State RPO Regulation
Assam
  • The state has set a RPO target of 0.15 % till 2012-13 which was lower than the Tariff Policy targets.
  • The regulation does not specify minimum capacity for captive consumers for applicability of RPO.
Chhattisgarh
  • The state has set a very short trajectory for RPO targets.
Delhi
  • The regulator has defined a lower level of solar RPO target of 0.35 % by 2016-17.
  • Claiming that the renewable power available in Delhi is “limited” and “expensive”, the discoms had told the regulator that in the present scenario they were finding it “difficult” to meet the RPO obligations.
  • Most of the time discoms requested the regulator to either waive off their RPO or consider carrying forward the commitment to subsequent years.
Gujarat
  • RPO trajectory beyond 2012-13 is not provided.
  • State utility Gujarat Urja Vikas Nigam Ltd. and Ahmedabad-based Torrent Power Ltd. (TPW) had petitioned against a rule requiring them last fiscal year to source 7 % of their power from renewable sources or buy credits over the power exchanges to fulfil the obligation.
Haryana
  • In case of genuine difficulty, the obligated entity can approach the Commission for relaxation or carry forward of compliance requirement to the next year.
Himachal Pradesh
  • There is no provision requiring State Agency reporting to Commission regarding RPO compliance.
Jammu & Kashmir
  • No clarity on RPO targets beyond 2012-13.
  • RPO on any person owning standby captive generating plant facilities will not be subject to RPO.
Jharkhand
  • The state has defined a very short trajectory for RPO targets.
  • In case of genuine difficulty, the obligated entity can approach the Commission for relaxation or carry forward of compliance requirement to the next year.
Goa & UT ·         There is no long term trajectory of RPO target.
Manipur & Mizoram
  • There is no long term trajectory of RPO target.
Karnataka
  • There is no trajectory defined.
  • The state allotted 130 MW of projects in July 2013, but out of that PPAs could be signed only for 80 MW. The state recently announced a tendering process for the remaining 50 MW, but the allocation is mired in legal issues.
Meghalaya
  • The discoms are allowed to carry forward their unfulfilled RPO Targets.
  • The regulation does not specify minimum capacity for captive consumers for applicability of RPO.
Odisha
  • The state has a lower solar RPO target.
Punjab
  • The state has a lower RPO target for e.g. 0.07 % in 2012-13.
Rajasthan
  • There is no long term trajectory of RPO target.
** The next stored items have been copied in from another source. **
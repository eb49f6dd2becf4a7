//! Error types and handling for Bankwarden
//!
//! This module defines the error types used throughout the supervisor.
//! Acquisition and bus failures are structured so callers can degrade a
//! cycle instead of aborting it; only self-test failures gate operation.

use thiserror::Error;

/// Result type alias for Bankwarden operations
pub type Result<T> = std::result::Result<T, BmsError>;

/// Main error type for Bankwarden
#[derive(Debug, Error)]
pub enum BmsError {
    /// Configuration-related errors
    #[error("Configuration error: {message}")]
    Config { message: String },

    /// Validation errors
    #[error("Validation error: {field} - {message}")]
    Validation { field: String, message: String },

    /// File I/O errors
    #[error("I/O error: {message}")]
    Io { message: String },

    /// Serialization/deserialization errors
    #[error("Serialization error: {message}")]
    Serialization { message: String },

    /// Network-related errors (connect, send, receive)
    #[error("Network error: {message}")]
    Network { message: String },

    /// Timeout errors
    #[error("Timeout error: {message}")]
    Timeout { message: String },

    /// Response frame shorter than the minimum header + CRC
    #[error("Short frame: {len} bytes")]
    ShortFrame { len: usize },

    /// Response frame length disagrees with its byte count
    #[error("Length mismatch: expected {expected} bytes, got {actual}")]
    LengthMismatch { expected: usize, actual: usize },

    /// Response CRC disagrees with the recomputed one
    #[error("CRC mismatch: expected {expected:#06x}, got {actual:#06x}")]
    CrcMismatch { expected: u16, actual: u16 },

    /// Response header does not match the request
    #[error("Protocol error: {message}")]
    Protocol { message: String },

    /// Device answered with a Modbus exception response
    #[error("Modbus exception code {code}")]
    ModbusException { code: u8 },

    /// Temperature acquisition failed after all retries
    #[error("Acquisition error: {endpoint} failed after {attempts} attempts: {source}")]
    Acquisition {
        endpoint: String,
        attempts: u32,
        #[source]
        source: Box<BmsError>,
    },

    /// Shared hardware bus lock not acquired in time
    #[error("Bus timeout: {operation}")]
    BusTimeout { operation: String },

    /// Hardware bus access failure
    #[error("Bus I/O error: {message}")]
    BusIo { message: String },

    /// Balancing refused or aborted by an interlock
    #[error("Safety interlock: {reason}")]
    SafetyInterlock { reason: String },

    /// HTTP/Web server errors
    #[error("Web server error: {message}")]
    Web { message: String },

    /// Generic errors with context
    #[error("Error: {message}")]
    Generic { message: String },
}

impl BmsError {
    /// Create a new configuration error
    pub fn config<S: Into<String>>(message: S) -> Self {
        Self::Config {
            message: message.into(),
        }
    }

    /// Create a new validation error
    pub fn validation<S: Into<String>, M: Into<String>>(field: S, message: M) -> Self {
        Self::Validation {
            field: field.into(),
            message: message.into(),
        }
    }

    /// Create a new I/O error
    pub fn io<S: Into<String>>(message: S) -> Self {
        Self::Io {
            message: message.into(),
        }
    }

    /// Create a new network error
    pub fn network<S: Into<String>>(message: S) -> Self {
        Self::Network {
            message: message.into(),
        }
    }

    /// Create a new timeout error
    pub fn timeout<S: Into<String>>(message: S) -> Self {
        Self::Timeout {
            message: message.into(),
        }
    }

    /// Create a new protocol (header mismatch) error
    pub fn protocol<S: Into<String>>(message: S) -> Self {
        Self::Protocol {
            message: message.into(),
        }
    }

    /// Wrap the last failure of an exhausted acquisition
    pub fn acquisition<S: Into<String>>(endpoint: S, attempts: u32, source: BmsError) -> Self {
        Self::Acquisition {
            endpoint: endpoint.into(),
            attempts,
            source: Box::new(source),
        }
    }

    /// Create a new bus lock timeout error
    pub fn bus_timeout<S: Into<String>>(operation: S) -> Self {
        Self::BusTimeout {
            operation: operation.into(),
        }
    }

    /// Create a new bus I/O error
    pub fn bus_io<S: Into<String>>(message: S) -> Self {
        Self::BusIo {
            message: message.into(),
        }
    }

    /// Create a new safety interlock error
    pub fn interlock<S: Into<String>>(reason: S) -> Self {
        Self::SafetyInterlock {
            reason: reason.into(),
        }
    }

    /// Create a new web error
    pub fn web<S: Into<String>>(message: S) -> Self {
        Self::Web {
            message: message.into(),
        }
    }

    /// Create a new generic error
    pub fn generic<S: Into<String>>(message: S) -> Self {
        Self::Generic {
            message: message.into(),
        }
    }

    /// Whether this error describes a malformed response frame
    pub const fn is_frame_error(&self) -> bool {
        matches!(
            self,
            Self::ShortFrame { .. }
                | Self::LengthMismatch { .. }
                | Self::CrcMismatch { .. }
                | Self::Protocol { .. }
                | Self::ModbusException { .. }
        )
    }

    /// Whether this error comes from the shared hardware bus
    pub const fn is_bus_error(&self) -> bool {
        matches!(self, Self::BusTimeout { .. } | Self::BusIo { .. })
    }
}

impl From<std::io::Error> for BmsError {
    fn from(err: std::io::Error) -> Self {
        Self::io(err.to_string())
    }
}

impl From<serde_yaml::Error> for BmsError {
    fn from(err: serde_yaml::Error) -> Self {
        Self::Serialization {
            message: err.to_string(),
        }
    }
}

impl From<serde_json::Error> for BmsError {
    fn from(err: serde_json::Error) -> Self {
        Self::Serialization {
            message: err.to_string(),
        }
    }
}

#[cfg(feature = "hardware")]
impl From<rppal::i2c::Error> for BmsError {
    fn from(err: rppal::i2c::Error) -> Self {
        Self::bus_io(err.to_string())
    }
}

#[cfg(feature = "hardware")]
impl From<rppal::gpio::Error> for BmsError {
    fn from(err: rppal::gpio::Error) -> Self {
        Self::bus_io(format!("GPIO: {err}"))
    }
}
  • In case of genuine difficulty, the obligated entity can approach the Commission for relaxation or carry forward of compliance requirement to the next year.
Uttarakhand
  • There is no long term RPO trajectory.
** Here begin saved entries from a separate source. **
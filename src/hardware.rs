//! Hardware capabilities consumed by the supervisor
//!
//! The shared bus (multiplexer, voltage meter, relay expander) and the GPIO
//! outputs are abstract so the control logic runs unchanged against the
//! simulated rig or a Raspberry Pi.

use crate::error::Result;

pub mod sim;

#[cfg(feature = "hardware")]
pub mod rpi;

/// Register-level access to the shared local bus
///
/// Implementations are blocking; callers only reach them through
/// [`crate::bus::BusArbiter`], which serializes every access.
pub trait HardwareBus: Send {
    /// Send a single byte (no register)
    fn write_byte(&mut self, addr: u16, value: u8) -> Result<()>;

    /// Receive a single byte (no register)
    fn read_byte(&mut self, addr: u16) -> Result<u8>;

    /// Read a 16-bit register as transferred on the wire (low byte first)
    fn read_word(&mut self, addr: u16, reg: u8) -> Result<u16>;

    /// Write an 8-bit register
    fn write_byte_data(&mut self, addr: u16, reg: u8, value: u8) -> Result<()>;

    /// Write a 16-bit register
    fn write_word(&mut self, addr: u16, reg: u8, value: u16) -> Result<()>;

    /// Route the multiplexer to one downstream channel
    fn select_channel(&mut self, mux_addr: u16, channel: u8) -> Result<()> {
        self.write_byte(mux_addr, 1u8 << (channel & 0x07))
    }
}

/// Digital outputs: DC-DC converter enable and alarm
pub trait OutputPins: Send {
    fn set_converter(&mut self, enabled: bool) -> Result<()>;
    fn set_alarm(&mut self, enabled: bool) -> Result<()>;
}

/// Everything guarded by the bus lock
pub struct Hardware {
    pub bus: Box<dyn HardwareBus>,
    pub pins: Box<dyn OutputPins>,
}

impl Hardware {
    pub fn new(bus: Box<dyn HardwareBus>, pins: Box<dyn OutputPins>) -> Self {
        Self { bus, pins }
    }
}

impl std::fmt::Debug for Hardware {
    fn fmt(&self, f: &mut std::fmt::Formatter<'_>) -> std::fmt::Result {
        f.debug_struct("Hardware").finish_non_exhaustive()
    }
}
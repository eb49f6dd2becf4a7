//! Raspberry Pi backend: I2C through `/dev/i2c-N`, outputs through GPIO

use super::{HardwareBus, OutputPins};
use crate::config::{BusConfig, GpioConfig};
use crate::error::Result;
use crate::logging::get_logger;
use rppal::gpio::{Gpio, OutputPin};
use rppal::i2c::I2c;

/// I2C bus with slave address caching
pub struct RpiBus {
    i2c: I2c,
    current_addr: Option<u16>,
}

impl RpiBus {
    pub fn open(config: &BusConfig) -> Result<Self> {
        let i2c = I2c::with_bus(config.i2c_bus)?;
        get_logger("hardware").info(&format!("Opened I2C bus {}", config.i2c_bus));
        Ok(Self {
            i2c,
            current_addr: None,
        })
    }

    fn address(&mut self, addr: u16) -> Result<&mut I2c> {
        if self.current_addr != Some(addr) {
            self.i2c.set_slave_address(addr)?;
            self.current_addr = Some(addr);
        }
        Ok(&mut self.i2c)
    }
}

impl HardwareBus for RpiBus {
    fn write_byte(&mut self, addr: u16, value: u8) -> Result<()> {
        self.address(addr)?.smbus_send_byte(value)?;
        Ok(())
    }

    fn read_byte(&mut self, addr: u16) -> Result<u8> {
        Ok(self.address(addr)?.smbus_receive_byte()?)
    }

    fn read_word(&mut self, addr: u16, reg: u8) -> Result<u16> {
        Ok(self.address(addr)?.smbus_read_word(reg)?)
    }

    fn write_byte_data(&mut self, addr: u16, reg: u8, value: u8) -> Result<()> {
        self.address(addr)?.smbus_write_byte(reg, value)?;
        Ok(())
    }

    fn write_word(&mut self, addr: u16, reg: u8, value: u16) -> Result<()> {
        self.address(addr)?.smbus_write_word(reg, value)?;
        Ok(())
    }
}

/// Converter and alarm outputs, both driven low at startup
pub struct RpiPins {
    converter: OutputPin,
    alarm: OutputPin,
}

impl RpiPins {
    pub fn open(config: &GpioConfig) -> Result<Self> {
        let gpio = Gpio::new()?;
        let converter = gpio.get(config.dc_dc_pin)?.into_output_low();
        let alarm = gpio.get(config.alarm_pin)?.into_output_low();
        Ok(Self { converter, alarm })
    }
}

fn drive(pin: &mut OutputPin, high: bool) {
    if high {
        pin.set_high();
    } else {
        pin.set_low();
    }
}

impl OutputPins for RpiPins {
    fn set_converter(&mut self, enabled: bool) -> Result<()> {
        drive(&mut self.converter, enabled);
        Ok(())
    }

    fn set_alarm(&mut self, enabled: bool) -> Result<()> {
        drive(&mut self.alarm, enabled);
        Ok(())
    }
}
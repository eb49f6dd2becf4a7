use crate::alerts::{Alert, AlertTracker};
use crate::anomaly::TemperatureHistory;
use crate::balancing::{BalanceProgress, Interlock, SessionOutcome};
use crate::calibration::CalibrationState;
use serde::{Deserialize, Serialize};
use std::fmt;

/// Coarse supervisor state shown to status consumers
#[derive(Debug, Clone, Copy, PartialEq, Eq, Serialize, Deserialize)]
pub enum SystemStatus {
    Starting,
    SelfTest,
    SelfTestFailed,
    Running,
    Alert,
    Balancing,
    ShuttingDown,
}

impl fmt::Display for SystemStatus {
    fn fmt(&self, f: &mut fmt::Formatter<'_>) -> fmt::Result {
        let s = match self {
            Self::Starting => "Starting",
            Self::SelfTest => "Self-test",
            Self::SelfTestFailed => "Self-test failed",
            Self::Running => "Running",
            Self::Alert => "Alert",
            Self::Balancing => "Balancing",
            Self::ShuttingDown => "Shutting down",
        };
        f.write_str(s)
    }
}

/// Read-only view published after every cycle
#[derive(Debug, Clone, PartialEq, Serialize)]
pub struct StatusSnapshot {
    /// RFC 3339
    pub last_update: String,
    pub cycle: u64,
    pub system_status: SystemStatus,

    /// Per bank; `None` when no usable sample was read
    pub voltages: Vec<Option<f64>>,

    /// Calibrated, per channel
    pub temperatures: Vec<Option<f64>>,
    pub raw_temperatures: Vec<f64>,
    pub bank_medians: Vec<Option<f64>>,

    /// Every active alert, before repeat suppression
    pub alerts: Vec<Alert>,

    pub balancing: bool,
    pub balance_progress: Option<BalanceProgress>,
    pub calibration_locked: bool,
    pub startup_failures: Vec<String>,
}

impl StatusSnapshot {
    pub fn initial() -> Self {
        Self {
            last_update: chrono::Utc::now().to_rfc3339(),
            cycle: 0,
            system_status: SystemStatus::Starting,
            voltages: Vec::new(),
            temperatures: Vec::new(),
            raw_temperatures: Vec::new(),
            bank_medians: Vec::new(),
            alerts: Vec::new(),
            balancing: false,
            balance_progress: None,
            calibration_locked: false,
            startup_failures: Vec::new(),
        }
    }
}

/// Commands accepted by the supervisor from external components (web, etc.)
#[derive(Debug, Clone, Copy, PartialEq, Eq)]
pub enum SupervisorCommand {
    /// Balance at the next cycle, waiving the rest period
    RequestBalance,
}

/// Answer to a manual balance request
#[derive(Debug, Clone, PartialEq, Eq, Serialize, Deserialize)]
#[cfg_attr(feature = "openapi", derive(utoipa::ToSchema))]
pub struct BalanceRequestOutcome {
    pub accepted: bool,
    #[serde(skip_serializing_if = "Option::is_none")]
    pub reason: Option<String>,
}

impl BalanceRequestOutcome {
    pub const fn accepted() -> Self {
        Self {
            accepted: true,
            reason: None,
        }
    }

    pub fn rejected(reason: impl Into<String>) -> Self {
        Self {
            accepted: false,
            reason: Some(reason.into()),
        }
    }
}

/// Process-wide working state, mutated only by the control loop
#[derive(Debug, Default)]
pub struct SupervisorState {
    pub calibration: CalibrationState,
    pub tracker: AlertTracker,
    /// Last successful temperature cycle
    pub history: Option<TemperatureHistory>,
    pub cycle_count: u64,
    pub last_session: Option<SessionOutcome>,
    pub startup_failures: Vec<String>,
}

/// What one control cycle observed and did
#[derive(Debug, Clone, Default)]
pub struct CycleReport {
    pub alerts: Vec<Alert>,
    /// Alerts that passed repeat suppression
    pub emitted: Vec<Alert>,
    pub voltages: Vec<Option<f64>>,
    pub session: Option<SessionOutcome>,
    pub refused: Option<Interlock>,
}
  • RPO target was very low at 0.05 % in 2012-13.
Uttar Pradesh
  • The Commission may, either on its own motion or on recommendation of the State Agency or on receipt of application from the obligated entity, revise for any year the percentage RPO targets as deemed appropriate.
Tripura
  • There is no long term RPO trajectory.
  • In case of genuine difficulty, the obligated entity can approach the Commission for relaxation or carry forward of compliance requirement to the next year.
West  Bengal
  • RPO targets are set till 2017-18 at 0.6 %.
  • There is no provision requiring State Agency reporting to Commission regarding RPO compliance.

It is quite evident from the table above that most of the States have allowed the flexibility to carry forward their RPO targets either through non – reporting or by having short term RPO trajectory or by not specifying minimum capacity for captive consumers for applicability of RPO. Why? The answer is simple and straight forward, that renewable energy is costly.